━━━ Given information

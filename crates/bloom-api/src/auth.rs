use axum::Json;
use axum::extract::State;
use axum::http::{HeaderMap, StatusCode};
use chrono::{Duration, Utc};
use tracing::{debug, warn};

use bloom_auth::otp;
use bloom_auth::tokens::{self, TokenKind};
use bloom_db::models::NewSession;
use bloom_types::api::{
    LogoutRequest, RefreshRequest, RequestOtpRequest, RequestOtpResponse, TokenBundleResponse,
    VerifyOtpRequest,
};

use crate::error::{ApiError, join_error};
use crate::state::AppState;

const MAX_EMAIL_LEN: usize = 255;

/// POST /auth/request-otp. Always answers 202 on success so the response
/// does not reveal whether an account exists. Outside production the code is
/// echoed back for local clients and tests.
pub async fn request_otp(
    State(state): State<AppState>,
    Json(payload): Json<RequestOtpRequest>,
) -> Result<(StatusCode, Json<RequestOtpResponse>), ApiError> {
    let email = otp::normalize_email(&payload.email);
    if email.is_empty() || !email.contains('@') || email.len() > MAX_EMAIL_LEN {
        return Err(ApiError::BadRequest("Invalid email address".to_string()));
    }

    let code = otp::generate_code(state.config.otp_length);
    let otp_hash = otp::hash_code(&state.config.otp_secret, &email, &code);
    let now = Utc::now();
    let expires_at = now + Duration::minutes(state.config.otp_ttl_minutes);

    let db = state.clone();
    let stored_email = email.clone();
    tokio::task::spawn_blocking(move || {
        db.db
            .insert_otp_code(&stored_email, &otp_hash, expires_at, now)
    })
    .await
    .map_err(join_error)??;

    match &state.mailer {
        Some(mailer) => {
            mailer
                .send_otp(&email, &code, state.config.otp_ttl_minutes)
                .await
                .map_err(|err| {
                    warn!(email = %email, "OTP email delivery failed: {err}");
                    ApiError::BadGateway("Could not send OTP email. Please try again.".to_string())
                })?;
        }
        None if state.config.is_production() => {
            return Err(ApiError::ServiceUnavailable(
                "Email delivery is not configured.".to_string(),
            ));
        }
        None => {
            debug!(email = %email, "no mailer configured, returning OTP inline");
        }
    }

    let debug_otp = (!state.config.is_production()).then_some(code);
    Ok((
        StatusCode::ACCEPTED,
        Json(RequestOtpResponse {
            status: "accepted".to_string(),
            message: "If the email exists, an OTP will be sent.".to_string(),
            debug_otp,
        }),
    ))
}

/// POST /auth/verify-otp. Consuming the code and upserting the user commit
/// together; the refresh session is persisted afterwards, so a signed token
/// whose session insert failed is simply never honored.
pub async fn verify_otp(
    State(state): State<AppState>,
    headers: HeaderMap,
    Json(payload): Json<VerifyOtpRequest>,
) -> Result<Json<TokenBundleResponse>, ApiError> {
    let email = otp::normalize_email(&payload.email);
    let otp_hash = otp::hash_code(&state.config.otp_secret, &email, payload.otp.trim());
    let now = Utc::now();

    let db = state.clone();
    let user = tokio::task::spawn_blocking(move || db.db.redeem_otp(&email, &otp_hash, now))
        .await
        .map_err(join_error)??
        .ok_or_else(|| ApiError::Unauthorized("Invalid or expired OTP".to_string()))?;

    let bundle = issue_token_bundle(&state, user.id, &headers, now).await?;
    Ok(Json(bundle))
}

/// POST /auth/refresh. Single-use rotation: the presented token's session is
/// revoked and replaced in one transaction, so replaying it afterwards fails.
pub async fn refresh(
    State(state): State<AppState>,
    headers: HeaderMap,
    Json(payload): Json<RefreshRequest>,
) -> Result<Json<TokenBundleResponse>, ApiError> {
    let claims = tokens::verify(
        &state.config.jwt_secret,
        &payload.refresh_token,
        TokenKind::Refresh,
    )
    .map_err(|_| ApiError::Unauthorized("Refresh token is invalid".to_string()))?;
    let user_id: i64 = claims
        .sub
        .parse()
        .map_err(|_| ApiError::Unauthorized("Refresh token is invalid".to_string()))?;

    let now = Utc::now();
    let access = tokens::issue(
        &state.config.jwt_secret,
        user_id,
        TokenKind::Access,
        Duration::minutes(state.config.access_token_ttl_minutes),
    )
    .map_err(|err| ApiError::Internal(err.into()))?;
    let refresh = tokens::issue(
        &state.config.jwt_secret,
        user_id,
        TokenKind::Refresh,
        Duration::days(state.config.refresh_token_ttl_days),
    )
    .map_err(|err| ApiError::Internal(err.into()))?;

    let (user_agent, ip_address) = client_meta(&headers);
    let session = NewSession {
        jti: refresh.jti.clone(),
        user_agent,
        ip_address,
        expires_at: refresh.expires_at,
    };

    let db = state.clone();
    let jti = claims.jti.clone();
    let rotated_user =
        tokio::task::spawn_blocking(move || db.db.rotate_refresh_session(&jti, &session, now))
            .await
            .map_err(join_error)??
            .ok_or_else(|| ApiError::Unauthorized("Refresh token is invalid".to_string()))?;

    if rotated_user != user_id {
        return Err(ApiError::Unauthorized(
            "Refresh token is invalid".to_string(),
        ));
    }

    Ok(Json(TokenBundleResponse {
        access_token: access.token,
        refresh_token: refresh.token,
        token_type: "bearer".to_string(),
        expires_in: state.config.access_token_ttl_minutes * 60,
    }))
}

/// POST /auth/logout. Best effort: an undecodable token still gets 204, the
/// client is logged out either way.
pub async fn logout(
    State(state): State<AppState>,
    Json(payload): Json<LogoutRequest>,
) -> Result<StatusCode, ApiError> {
    let Ok(claims) = tokens::verify(
        &state.config.jwt_secret,
        &payload.refresh_token,
        TokenKind::Refresh,
    ) else {
        return Ok(StatusCode::NO_CONTENT);
    };

    let now = Utc::now();
    let db = state.clone();
    tokio::task::spawn_blocking(move || db.db.revoke_refresh_session(&claims.jti, now))
        .await
        .map_err(join_error)??;

    Ok(StatusCode::NO_CONTENT)
}

async fn issue_token_bundle(
    state: &AppState,
    user_id: i64,
    headers: &HeaderMap,
    now: chrono::DateTime<Utc>,
) -> Result<TokenBundleResponse, ApiError> {
    let access = tokens::issue(
        &state.config.jwt_secret,
        user_id,
        TokenKind::Access,
        Duration::minutes(state.config.access_token_ttl_minutes),
    )
    .map_err(|err| ApiError::Internal(err.into()))?;
    let refresh = tokens::issue(
        &state.config.jwt_secret,
        user_id,
        TokenKind::Refresh,
        Duration::days(state.config.refresh_token_ttl_days),
    )
    .map_err(|err| ApiError::Internal(err.into()))?;

    let (user_agent, ip_address) = client_meta(headers);
    let session = NewSession {
        jti: refresh.jti.clone(),
        user_agent,
        ip_address,
        expires_at: refresh.expires_at,
    };

    let db = state.clone();
    tokio::task::spawn_blocking(move || db.db.create_refresh_session(user_id, &session, now))
        .await
        .map_err(join_error)??;

    Ok(TokenBundleResponse {
        access_token: access.token,
        refresh_token: refresh.token,
        token_type: "bearer".to_string(),
        expires_in: state.config.access_token_ttl_minutes * 60,
    })
}

fn client_meta(headers: &HeaderMap) -> (Option<String>, Option<String>) {
    let user_agent = headers
        .get(axum::http::header::USER_AGENT)
        .and_then(|value| value.to_str().ok())
        .map(str::to_string);
    let ip_address = headers
        .get("x-forwarded-for")
        .and_then(|value| value.to_str().ok())
        .and_then(|value| value.split(',').next())
        .map(|value| value.trim().to_string())
        .filter(|value| !value.is_empty());
    (user_agent, ip_address)
}
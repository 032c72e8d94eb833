use axum::Json;
use axum::http::StatusCode;
use axum::response::{IntoResponse, Response};
use serde_json::json;
use tracing::error;

use bloom_db::StoreError;

/// API failure taxonomy. Each variant maps 1:1 to a status code; the detail
/// string becomes the JSON `detail` field. Internal errors are logged and
/// never leak their cause to the caller.
#[derive(Debug)]
pub enum ApiError {
    BadRequest(String),
    Unauthorized(String),
    Forbidden(String),
    NotFound(String),
    Conflict(String),
    Gone(String),
    ServiceUnavailable(String),
    BadGateway(String),
    Internal(anyhow::Error),
}

impl IntoResponse for ApiError {
    fn into_response(self) -> Response {
        let (status, detail) = match self {
            Self::BadRequest(detail) => (StatusCode::BAD_REQUEST, detail),
            Self::Unauthorized(detail) => (StatusCode::UNAUTHORIZED, detail),
            Self::Forbidden(detail) => (StatusCode::FORBIDDEN, detail),
            Self::NotFound(detail) => (StatusCode::NOT_FOUND, detail),
            Self::Conflict(detail) => (StatusCode::CONFLICT, detail),
            Self::Gone(detail) => (StatusCode::GONE, detail),
            Self::ServiceUnavailable(detail) => (StatusCode::SERVICE_UNAVAILABLE, detail),
            Self::BadGateway(detail) => (StatusCode::BAD_GATEWAY, detail),
            Self::Internal(err) => {
                error!("internal error: {err:#}");
                (
                    StatusCode::INTERNAL_SERVER_ERROR,
                    "Internal server error".to_string(),
                )
            }
        };

        (status, Json(json!({ "detail": detail }))).into_response()
    }
}

impl From<StoreError> for ApiError {
    fn from(err: StoreError) -> Self {
        match err {
            StoreError::FlowerNotFound => Self::NotFound(err.to_string()),
            StoreError::FlowerAlreadySent
            | StoreError::DeliveryExists
            | StoreError::AlreadyWateredToday
            | StoreError::FlowerNotReady => Self::Conflict(err.to_string()),
            StoreError::GiftNotFound => Self::NotFound(err.to_string()),
            StoreError::GiftRevoked | StoreError::GiftExpired => Self::Gone(err.to_string()),
            StoreError::GiftNotYetAvailable => Self::Forbidden(err.to_string()),
            StoreError::LockPoisoned | StoreError::Sqlite(_) => {
                Self::Internal(anyhow::Error::new(err))
            }
        }
    }
}

pub(crate) fn join_error(err: tokio::task::JoinError) -> ApiError {
    ApiError::Internal(anyhow::anyhow!("blocking task failed: {err}"))
}
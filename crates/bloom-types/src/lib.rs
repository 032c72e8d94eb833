pub mod api;
pub mod domain;
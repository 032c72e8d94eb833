use thiserror::Error;

/// Typed store failures. Domain variants carry the state-machine conflicts
/// detected inside a transaction; the API layer maps them to status codes.
#[derive(Debug, Error)]
pub enum StoreError {
    #[error("Flower not found")]
    FlowerNotFound,
    #[error("Flower already sent")]
    FlowerAlreadySent,
    #[error("Flower already has a delivery")]
    DeliveryExists,
    #[error("Flower already watered today")]
    AlreadyWateredToday,
    #[error("Flower is not ready to send")]
    FlowerNotReady,
    #[error("Gift not found")]
    GiftNotFound,
    #[error("Gift is no longer available")]
    GiftRevoked,
    #[error("Gift has expired")]
    GiftExpired,
    #[error("Gift is not available yet")]
    GiftNotYetAvailable,
    #[error("database lock poisoned")]
    LockPoisoned,
    #[error(transparent)]
    Sqlite(#[from] rusqlite::Error),
}
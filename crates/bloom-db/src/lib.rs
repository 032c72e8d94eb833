pub mod error;
pub mod migrations;
pub mod models;
pub mod queries;

pub use error::StoreError;

use rusqlite::Connection;
use std::path::Path;
use std::sync::Mutex;
use tracing::info;

pub struct Database {
    conn: Mutex<Connection>,
}

impl Database {
    pub fn open(path: &Path) -> Result<Self, StoreError> {
        let conn = Connection::open(path)?;

        // WAL mode for concurrent reads
        conn.pragma_update(None, "journal_mode", "WAL")?;
        conn.pragma_update(None, "foreign_keys", "ON")?;

        migrations::run(&conn)?;

        info!("Database opened at {}", path.display());
        Ok(Self {
            conn: Mutex::new(conn),
        })
    }

    pub fn open_in_memory() -> Result<Self, StoreError> {
        let conn = Connection::open_in_memory()?;
        conn.pragma_update(None, "foreign_keys", "ON")?;

        migrations::run(&conn)?;

        Ok(Self {
            conn: Mutex::new(conn),
        })
    }

    pub fn with_conn<F, T>(&self, f: F) -> Result<T, StoreError>
    where
        F: FnOnce(&Connection) -> Result<T, StoreError>,
    {
        let conn = self.conn.lock().map_err(|_| StoreError::LockPoisoned)?;
        f(&conn)
    }

    pub fn with_conn_mut<F, T>(&self, f: F) -> Result<T, StoreError>
    where
        F: FnOnce(&mut Connection) -> Result<T, StoreError>,
    {
        let mut conn = self.conn.lock().map_err(|_| StoreError::LockPoisoned)?;
        f(&mut conn)
    }
}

━━━━━━

What lines in the entries above include the string "Forbidden"? Return each one.

◆ **Solution for this problem**:
    Forbidden(String),
            Self::Forbidden(detail) => (StatusCode::FORBIDDEN, detail),
            StoreError::GiftNotYetAvailable => Self::Forbidden(err.to_string()),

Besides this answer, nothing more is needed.